> [Given data]:

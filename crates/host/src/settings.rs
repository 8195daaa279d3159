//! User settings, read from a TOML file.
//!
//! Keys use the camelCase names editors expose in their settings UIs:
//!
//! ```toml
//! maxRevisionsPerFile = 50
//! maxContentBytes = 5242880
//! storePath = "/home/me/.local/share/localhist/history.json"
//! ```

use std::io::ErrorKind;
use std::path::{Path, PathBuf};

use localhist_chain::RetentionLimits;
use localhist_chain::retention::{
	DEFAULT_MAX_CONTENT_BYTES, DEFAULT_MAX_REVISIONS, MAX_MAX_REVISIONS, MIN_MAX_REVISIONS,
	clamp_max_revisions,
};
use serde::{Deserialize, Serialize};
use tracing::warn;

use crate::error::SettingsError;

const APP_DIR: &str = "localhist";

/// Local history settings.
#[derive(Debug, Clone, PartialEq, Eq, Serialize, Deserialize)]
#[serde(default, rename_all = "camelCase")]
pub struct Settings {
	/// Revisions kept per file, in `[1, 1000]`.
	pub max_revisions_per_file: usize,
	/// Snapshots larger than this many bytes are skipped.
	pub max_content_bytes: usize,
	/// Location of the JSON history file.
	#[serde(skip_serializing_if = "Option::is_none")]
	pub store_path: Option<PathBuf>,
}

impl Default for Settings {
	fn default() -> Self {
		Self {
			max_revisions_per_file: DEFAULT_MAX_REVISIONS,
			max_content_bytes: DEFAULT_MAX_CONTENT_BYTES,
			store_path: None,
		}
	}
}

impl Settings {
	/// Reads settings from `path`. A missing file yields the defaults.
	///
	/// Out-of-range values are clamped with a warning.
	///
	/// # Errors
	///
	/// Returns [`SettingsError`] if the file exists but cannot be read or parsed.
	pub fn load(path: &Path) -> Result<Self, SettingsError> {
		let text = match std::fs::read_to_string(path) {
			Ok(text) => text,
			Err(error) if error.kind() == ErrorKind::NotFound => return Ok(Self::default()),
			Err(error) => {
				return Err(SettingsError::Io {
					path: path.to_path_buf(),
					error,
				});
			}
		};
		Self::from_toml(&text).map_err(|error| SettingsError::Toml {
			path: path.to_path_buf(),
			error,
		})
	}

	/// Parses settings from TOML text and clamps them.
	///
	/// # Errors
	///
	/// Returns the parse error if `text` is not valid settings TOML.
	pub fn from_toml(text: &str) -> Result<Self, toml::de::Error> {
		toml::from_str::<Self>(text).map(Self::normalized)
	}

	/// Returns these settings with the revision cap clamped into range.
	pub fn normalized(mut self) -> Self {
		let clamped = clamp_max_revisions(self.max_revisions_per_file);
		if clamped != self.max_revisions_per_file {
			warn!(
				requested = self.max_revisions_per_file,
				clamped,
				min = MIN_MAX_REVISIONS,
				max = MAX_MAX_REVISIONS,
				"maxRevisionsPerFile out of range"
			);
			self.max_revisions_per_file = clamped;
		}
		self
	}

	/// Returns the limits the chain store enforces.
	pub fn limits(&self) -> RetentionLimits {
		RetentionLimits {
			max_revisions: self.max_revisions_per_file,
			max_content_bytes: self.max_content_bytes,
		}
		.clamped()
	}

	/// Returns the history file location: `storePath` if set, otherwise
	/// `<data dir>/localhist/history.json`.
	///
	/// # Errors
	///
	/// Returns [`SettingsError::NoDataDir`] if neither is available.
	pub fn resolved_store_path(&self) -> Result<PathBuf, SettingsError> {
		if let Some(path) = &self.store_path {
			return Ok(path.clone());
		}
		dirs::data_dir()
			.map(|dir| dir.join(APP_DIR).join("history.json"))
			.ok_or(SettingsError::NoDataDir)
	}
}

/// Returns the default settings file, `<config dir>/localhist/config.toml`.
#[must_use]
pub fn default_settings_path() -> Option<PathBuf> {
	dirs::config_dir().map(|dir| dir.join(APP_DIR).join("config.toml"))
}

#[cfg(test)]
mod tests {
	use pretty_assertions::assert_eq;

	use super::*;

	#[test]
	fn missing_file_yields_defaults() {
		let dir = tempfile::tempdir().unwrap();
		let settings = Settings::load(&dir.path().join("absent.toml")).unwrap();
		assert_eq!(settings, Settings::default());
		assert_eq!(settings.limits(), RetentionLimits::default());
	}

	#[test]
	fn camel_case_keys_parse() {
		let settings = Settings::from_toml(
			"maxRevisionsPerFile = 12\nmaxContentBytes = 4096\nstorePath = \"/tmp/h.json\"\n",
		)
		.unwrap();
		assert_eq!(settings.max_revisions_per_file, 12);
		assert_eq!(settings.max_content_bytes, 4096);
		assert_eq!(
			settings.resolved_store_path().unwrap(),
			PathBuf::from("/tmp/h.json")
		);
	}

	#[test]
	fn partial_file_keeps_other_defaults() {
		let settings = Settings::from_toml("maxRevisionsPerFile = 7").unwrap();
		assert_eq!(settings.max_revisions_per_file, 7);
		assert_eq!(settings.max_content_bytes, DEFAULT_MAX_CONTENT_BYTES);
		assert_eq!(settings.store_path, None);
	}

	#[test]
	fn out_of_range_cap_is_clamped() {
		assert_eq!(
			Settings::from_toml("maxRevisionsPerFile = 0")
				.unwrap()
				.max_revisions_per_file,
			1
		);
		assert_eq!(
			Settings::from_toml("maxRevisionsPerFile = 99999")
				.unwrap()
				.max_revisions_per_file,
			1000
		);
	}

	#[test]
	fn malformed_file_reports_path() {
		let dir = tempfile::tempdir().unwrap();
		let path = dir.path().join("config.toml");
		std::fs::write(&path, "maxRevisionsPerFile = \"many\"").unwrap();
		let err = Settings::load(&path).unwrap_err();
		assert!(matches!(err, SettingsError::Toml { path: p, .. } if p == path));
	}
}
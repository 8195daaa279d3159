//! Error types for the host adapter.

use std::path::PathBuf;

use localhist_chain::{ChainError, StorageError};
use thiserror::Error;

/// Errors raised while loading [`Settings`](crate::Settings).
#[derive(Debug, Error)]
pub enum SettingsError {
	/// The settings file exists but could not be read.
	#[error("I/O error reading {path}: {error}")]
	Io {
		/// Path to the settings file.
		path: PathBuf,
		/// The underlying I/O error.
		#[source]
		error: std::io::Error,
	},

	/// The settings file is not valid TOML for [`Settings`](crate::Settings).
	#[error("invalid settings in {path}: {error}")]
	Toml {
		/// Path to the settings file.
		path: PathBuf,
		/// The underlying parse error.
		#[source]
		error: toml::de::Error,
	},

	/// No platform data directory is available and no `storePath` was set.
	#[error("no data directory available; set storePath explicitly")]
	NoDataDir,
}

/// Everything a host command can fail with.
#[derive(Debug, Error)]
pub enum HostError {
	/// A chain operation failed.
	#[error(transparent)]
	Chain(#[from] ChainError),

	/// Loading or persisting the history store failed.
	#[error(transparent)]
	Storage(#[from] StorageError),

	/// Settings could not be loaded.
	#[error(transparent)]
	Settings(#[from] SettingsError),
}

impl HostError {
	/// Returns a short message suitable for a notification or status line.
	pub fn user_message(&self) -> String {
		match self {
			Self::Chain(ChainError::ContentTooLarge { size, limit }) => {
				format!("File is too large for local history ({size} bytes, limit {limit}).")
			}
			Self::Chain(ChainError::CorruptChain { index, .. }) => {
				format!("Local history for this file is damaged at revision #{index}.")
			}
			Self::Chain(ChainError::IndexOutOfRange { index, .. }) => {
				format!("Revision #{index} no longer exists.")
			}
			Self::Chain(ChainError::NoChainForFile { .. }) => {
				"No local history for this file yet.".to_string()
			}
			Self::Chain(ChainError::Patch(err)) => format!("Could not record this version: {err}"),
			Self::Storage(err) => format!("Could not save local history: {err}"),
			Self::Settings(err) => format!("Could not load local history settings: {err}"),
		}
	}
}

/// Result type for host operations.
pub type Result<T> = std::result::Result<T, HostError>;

---

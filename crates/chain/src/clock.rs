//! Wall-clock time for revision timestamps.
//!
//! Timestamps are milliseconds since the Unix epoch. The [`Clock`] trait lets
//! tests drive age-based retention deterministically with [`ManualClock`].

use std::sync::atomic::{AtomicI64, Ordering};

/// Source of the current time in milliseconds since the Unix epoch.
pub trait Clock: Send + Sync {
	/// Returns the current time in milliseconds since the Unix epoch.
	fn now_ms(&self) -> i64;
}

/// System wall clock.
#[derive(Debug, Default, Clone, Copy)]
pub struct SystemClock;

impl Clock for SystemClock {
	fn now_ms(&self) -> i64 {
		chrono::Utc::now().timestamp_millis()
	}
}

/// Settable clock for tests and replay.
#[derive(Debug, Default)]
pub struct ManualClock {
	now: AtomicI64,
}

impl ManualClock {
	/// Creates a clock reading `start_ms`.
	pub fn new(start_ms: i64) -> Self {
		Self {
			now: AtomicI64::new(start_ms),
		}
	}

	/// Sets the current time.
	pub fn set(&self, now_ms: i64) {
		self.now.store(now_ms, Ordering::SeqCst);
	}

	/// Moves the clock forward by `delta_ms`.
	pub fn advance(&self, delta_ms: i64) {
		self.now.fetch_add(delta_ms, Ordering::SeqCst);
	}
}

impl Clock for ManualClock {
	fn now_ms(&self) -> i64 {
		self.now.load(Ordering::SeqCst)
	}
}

...

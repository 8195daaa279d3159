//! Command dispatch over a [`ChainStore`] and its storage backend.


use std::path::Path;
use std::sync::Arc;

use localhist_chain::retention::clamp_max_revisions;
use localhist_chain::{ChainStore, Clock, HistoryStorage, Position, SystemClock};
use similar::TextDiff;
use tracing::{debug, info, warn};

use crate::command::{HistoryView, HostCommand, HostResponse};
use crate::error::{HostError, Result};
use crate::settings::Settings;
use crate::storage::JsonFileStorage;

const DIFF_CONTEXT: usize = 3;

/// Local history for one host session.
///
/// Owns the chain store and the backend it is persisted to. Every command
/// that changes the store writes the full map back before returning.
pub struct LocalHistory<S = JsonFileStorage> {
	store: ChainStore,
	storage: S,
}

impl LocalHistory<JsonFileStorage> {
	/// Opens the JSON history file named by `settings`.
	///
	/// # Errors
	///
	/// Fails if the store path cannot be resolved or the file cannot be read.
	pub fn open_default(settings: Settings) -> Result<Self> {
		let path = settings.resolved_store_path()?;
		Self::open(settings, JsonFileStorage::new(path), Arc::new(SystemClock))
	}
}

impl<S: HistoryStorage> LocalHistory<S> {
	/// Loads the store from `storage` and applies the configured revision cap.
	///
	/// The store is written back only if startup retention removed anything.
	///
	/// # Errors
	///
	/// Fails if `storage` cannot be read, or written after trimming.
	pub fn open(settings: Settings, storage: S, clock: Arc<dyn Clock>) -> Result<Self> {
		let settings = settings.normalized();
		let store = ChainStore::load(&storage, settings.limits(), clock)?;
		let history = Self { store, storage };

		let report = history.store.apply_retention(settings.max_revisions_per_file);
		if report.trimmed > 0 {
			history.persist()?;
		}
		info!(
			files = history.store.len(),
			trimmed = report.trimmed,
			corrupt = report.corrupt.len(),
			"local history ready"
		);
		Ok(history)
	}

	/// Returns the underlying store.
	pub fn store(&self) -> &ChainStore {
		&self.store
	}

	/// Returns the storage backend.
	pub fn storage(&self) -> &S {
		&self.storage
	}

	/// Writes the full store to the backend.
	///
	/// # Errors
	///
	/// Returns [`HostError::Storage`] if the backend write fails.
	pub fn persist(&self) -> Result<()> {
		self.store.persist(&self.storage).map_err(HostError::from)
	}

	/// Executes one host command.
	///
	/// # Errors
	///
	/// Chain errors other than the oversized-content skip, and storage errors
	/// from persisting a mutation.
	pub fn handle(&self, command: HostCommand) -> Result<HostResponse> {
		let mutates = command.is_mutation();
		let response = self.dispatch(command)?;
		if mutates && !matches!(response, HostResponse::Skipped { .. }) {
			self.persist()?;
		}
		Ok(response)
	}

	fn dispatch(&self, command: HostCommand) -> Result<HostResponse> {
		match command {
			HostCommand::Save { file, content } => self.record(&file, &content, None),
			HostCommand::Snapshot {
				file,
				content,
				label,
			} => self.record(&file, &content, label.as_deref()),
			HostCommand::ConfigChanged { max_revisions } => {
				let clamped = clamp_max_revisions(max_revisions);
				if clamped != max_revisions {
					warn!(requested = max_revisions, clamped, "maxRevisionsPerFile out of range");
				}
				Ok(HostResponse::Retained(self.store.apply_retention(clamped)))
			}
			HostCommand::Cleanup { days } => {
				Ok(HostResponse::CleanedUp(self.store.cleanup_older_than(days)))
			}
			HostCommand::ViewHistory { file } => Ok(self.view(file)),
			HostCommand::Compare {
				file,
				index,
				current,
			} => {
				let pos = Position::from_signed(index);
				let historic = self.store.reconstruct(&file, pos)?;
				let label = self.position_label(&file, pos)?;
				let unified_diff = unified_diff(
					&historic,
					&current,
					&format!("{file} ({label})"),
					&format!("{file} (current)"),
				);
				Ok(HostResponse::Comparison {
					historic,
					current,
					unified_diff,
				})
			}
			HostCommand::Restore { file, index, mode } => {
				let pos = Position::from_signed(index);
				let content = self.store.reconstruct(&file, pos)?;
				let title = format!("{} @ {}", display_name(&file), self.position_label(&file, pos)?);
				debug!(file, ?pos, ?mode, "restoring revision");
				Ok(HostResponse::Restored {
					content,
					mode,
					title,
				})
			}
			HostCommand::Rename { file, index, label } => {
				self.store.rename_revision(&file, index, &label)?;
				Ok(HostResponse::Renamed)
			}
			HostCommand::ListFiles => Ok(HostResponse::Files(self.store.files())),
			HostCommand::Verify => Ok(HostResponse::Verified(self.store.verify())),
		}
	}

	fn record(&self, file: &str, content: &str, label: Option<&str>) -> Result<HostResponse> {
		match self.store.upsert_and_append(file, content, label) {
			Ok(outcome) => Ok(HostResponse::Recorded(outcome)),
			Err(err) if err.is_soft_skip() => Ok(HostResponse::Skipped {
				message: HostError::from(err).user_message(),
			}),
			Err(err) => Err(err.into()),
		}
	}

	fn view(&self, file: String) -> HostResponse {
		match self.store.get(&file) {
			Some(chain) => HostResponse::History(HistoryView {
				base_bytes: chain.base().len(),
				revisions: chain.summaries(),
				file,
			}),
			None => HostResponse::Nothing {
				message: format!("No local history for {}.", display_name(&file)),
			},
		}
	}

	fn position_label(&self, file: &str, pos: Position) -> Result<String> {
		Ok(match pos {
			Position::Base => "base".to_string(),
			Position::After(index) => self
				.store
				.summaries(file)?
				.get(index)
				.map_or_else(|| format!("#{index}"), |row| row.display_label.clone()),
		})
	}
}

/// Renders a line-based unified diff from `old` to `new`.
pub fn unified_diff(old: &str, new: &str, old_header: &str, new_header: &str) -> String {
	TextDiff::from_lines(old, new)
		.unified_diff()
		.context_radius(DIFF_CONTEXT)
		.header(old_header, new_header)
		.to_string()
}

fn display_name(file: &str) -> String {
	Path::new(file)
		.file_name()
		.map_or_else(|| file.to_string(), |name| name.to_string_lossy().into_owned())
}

> [Work to be completed]:
Working from the material above, restate word for word the lines between the line with "backend write fails." and the line with "let label = self.position_label(&file, pos)?;", both included, and only those.

> [Answer section]:
	/// Returns [`HostError::Storage`] if the backend write fails.
	pub fn persist(&self) -> Result<()> {
		self.store.persist(&self.storage).map_err(HostError::from)
	}

	/// Executes one host command.
	///
	/// # Errors
	///
	/// Chain errors other than the oversized-content skip, and storage errors
	/// from persisting a mutation.
	pub fn handle(&self, command: HostCommand) -> Result<HostResponse> {
		let mutates = command.is_mutation();
		let response = self.dispatch(command)?;
		if mutates && !matches!(response, HostResponse::Skipped { .. }) {
			self.persist()?;
		}
		Ok(response)
	}

	fn dispatch(&self, command: HostCommand) -> Result<HostResponse> {
		match command {
			HostCommand::Save { file, content } => self.record(&file, &content, None),
			HostCommand::Snapshot {
				file,
				content,
				label,
			} => self.record(&file, &content, label.as_deref()),
			HostCommand::ConfigChanged { max_revisions } => {
				let clamped = clamp_max_revisions(max_revisions);
				if clamped != max_revisions {
					warn!(requested = max_revisions, clamped, "maxRevisionsPerFile out of range");
				}
				Ok(HostResponse::Retained(self.store.apply_retention(clamped)))
			}
			HostCommand::Cleanup { days } => {
				Ok(HostResponse::CleanedUp(self.store.cleanup_older_than(days)))
			}
			HostCommand::ViewHistory { file } => Ok(self.view(file)),
			HostCommand::Compare {
				file,
				index,
				current,
			} => {
				let pos = Position::from_signed(index);
				let historic = self.store.reconstruct(&file, pos)?;
				let label = self.position_label(&file, pos)?;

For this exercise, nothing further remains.